Many of the ten stories collected in Felt in the Jaw explore queer domesticity and its discontents. In “Aberrations in Flight,” a couple purchases a house together, and the frustrations of the fixer-upper’s many faults reveal the fractures in their relationship. In “Playing Fetch,” two women expecting their second child deal with the sudden loss of their toddler. And in the collection’s titular story, a woman attempts to have a normal birthday celebration for her daughters after her partner has left her, only to find herself bitten by a poisonous spider and unsure of how to take care of herself, emotionally or physically.
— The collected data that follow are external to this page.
//! An opened block device (or a regular file standing in for one in
//! tests): positioned, chunk-aligned reads and writes, plus device
//! geometry discovery.

use anyhow::{anyhow, Context, Result};
use libc::c_void;
use std::fs::{File, OpenOptions};
use std::io::{Read, Seek, SeekFrom, Write};
use std::os::fd::AsRawFd;
use std::path::{Path, PathBuf};

/// Minimum block size a member device may declare (§6).
pub const MIN_BLOCK_SIZE: u64 = 512;

pub struct Disk {
    pub path: PathBuf,
    file: File,
    pub size_bytes: u64,
    pub block_size: u64,
}

fn is_power_of_two(v: u64) -> bool {
    v != 0 && (v & (v - 1)) == 0
}

impl Disk {
    /// Opens `path` read/write and determines its size and native block
    /// size. Regular files (used throughout the test suite in place of
    /// real block devices) fall back to `metadata().len()` and a
    /// nominal 512-byte block size, mirroring the regular-file branch
    /// the teacher's `MappedFile::open` already performs.
    pub fn open(path: &Path) -> Result<Disk> {
        let file = OpenOptions::new()
            .read(true)
            .write(true)
            .open(path)
            .with_context(|| format!("opening member device {}", path.display()))?;
        let md = file
            .metadata()
            .with_context(|| format!("statting member device {}", path.display()))?;

        let (size_bytes, block_size) = if md.is_file() {
            (md.len(), MIN_BLOCK_SIZE)
        } else {
            let mut len64 = 0_u64;
            let ret = unsafe { ioctls::blkgetsize64(file.as_raw_fd(), &mut len64 as *mut u64) };
            if ret != 0 {
                return Err(anyhow!(
                    "BLKGETSIZE64 failed on {}: {}",
                    path.display(),
                    std::io::Error::last_os_error()
                ));
            }
            let mut bsz: libc::c_int = 0;
            let ret = unsafe {
                libc::ioctl(file.as_raw_fd(), blkssz_get_request(), &mut bsz as *mut libc::c_int as *mut c_void)
            };
            if ret != 0 {
                return Err(anyhow!(
                    "BLKSSZGET failed on {}: {}",
                    path.display(),
                    std::io::Error::last_os_error()
                ));
            }
            (len64, bsz as u64)
        };

        if block_size < MIN_BLOCK_SIZE || !is_power_of_two(block_size) {
            return Err(anyhow!(
                "member device {} has unsupported block size {}",
                path.display(),
                block_size
            ));
        }

        Ok(Disk {
            path: path.to_path_buf(),
            file,
            size_bytes,
            block_size,
        })
    }

    /// Reads exactly `buf.len()` bytes starting at `offset`, retrying
    /// short reads to completion.
    pub fn read_at(&mut self, offset: u64, buf: &mut [u8]) -> Result<()> {
        self.file
            .seek(SeekFrom::Start(offset))
            .with_context(|| format!("seeking {} for read", self.path.display()))?;
        self.file
            .read_exact(buf)
            .with_context(|| format!("reading {} bytes at {} from {}", buf.len(), offset, self.path.display()))?;
        Ok(())
    }

    /// Writes exactly `buf.len()` bytes starting at `offset`, retrying
    /// short writes to completion.
    pub fn write_at(&mut self, offset: u64, buf: &[u8]) -> Result<()> {
        self.file
            .seek(SeekFrom::Start(offset))
            .with_context(|| format!("seeking {} for write", self.path.display()))?;
        self.file
            .write_all(buf)
            .with_context(|| format!("writing {} bytes at {} to {}", buf.len(), offset, self.path.display()))?;
        Ok(())
    }
}

/// `BLKSSZGET` isn't exposed by the `libc` or `ioctls` crates directly;
/// it's the well-known fixed request code from `linux/fs.h`.
fn blkssz_get_request() -> libc::c_ulong {
    0x1268
}

#[cfg(test)]
mod tests {
    use super::*;
    use std::io::Write as _;

    #[test]
    fn regular_file_geometry() {
        let mut tmp = tempfile::NamedTempFile::new().unwrap();
        tmp.write_all(&vec![0_u8; 8192]).unwrap();
        let disk = Disk::open(tmp.path()).unwrap();
        assert_eq!(disk.size_bytes, 8192);
        assert_eq!(disk.block_size, MIN_BLOCK_SIZE);
    }

    #[test]
    fn read_write_roundtrip() {
        let mut tmp = tempfile::NamedTempFile::new().unwrap();
        tmp.write_all(&vec![0_u8; 4096]).unwrap();
        let mut disk = Disk::open(tmp.path()).unwrap();
        disk.write_at(100, b"hello").unwrap();
        let mut buf = [0_u8; 5];
        disk.read_at(100, &mut buf).unwrap();
        assert_eq!(&buf, b"hello");
    }
}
In other stories, queerness disrupts the apparent normality of suburban life. At the outset, “lebkuchen” seems to describe a single oddball babysitter, Anja, in an otherwise manicured suburban neighborhood. But Arnett turns the tables: Anja discovers two of her employers—socially respected housewives—having an affair. In “Blessing of the Animals,” a woman who has dreamed of a church wedding her entire life asks the pastor of her Baptist church to marry her and her female partner.
Much of Felt in the Jaw is set in Florida, and Arnett makes the setting into more than a mere backdrop. Florida’s lush natural life and humid temperatures intrude into the characters’ lives, upsetting their plans for themselves. Throughout “Aberrations in Flight,” birds kill themselves flying into the couple’s back windows, and the sun incinerates everything the narrator tries to plant, preventing the protagonists from ever feeling at home. In “Notice of a Fourth Location,” the heat suffocates a woman who falls asleep in her car, waiting to start her shift at Dunkin Donuts. Arnett uses Florida’s strange environs to unsettle her characters’ lives, to make the mundane unsettling and the unsettling mundane.
Felt in the Jaw excels at revealing moments of fracture, moments at which the careful facades Arnett’s characters have built around their inner lives finally crack. Arnett’s ability to draw out the poignant and the strange is perhaps most masterfully executed in the devastating story, “A Decline in Natural Numbers.”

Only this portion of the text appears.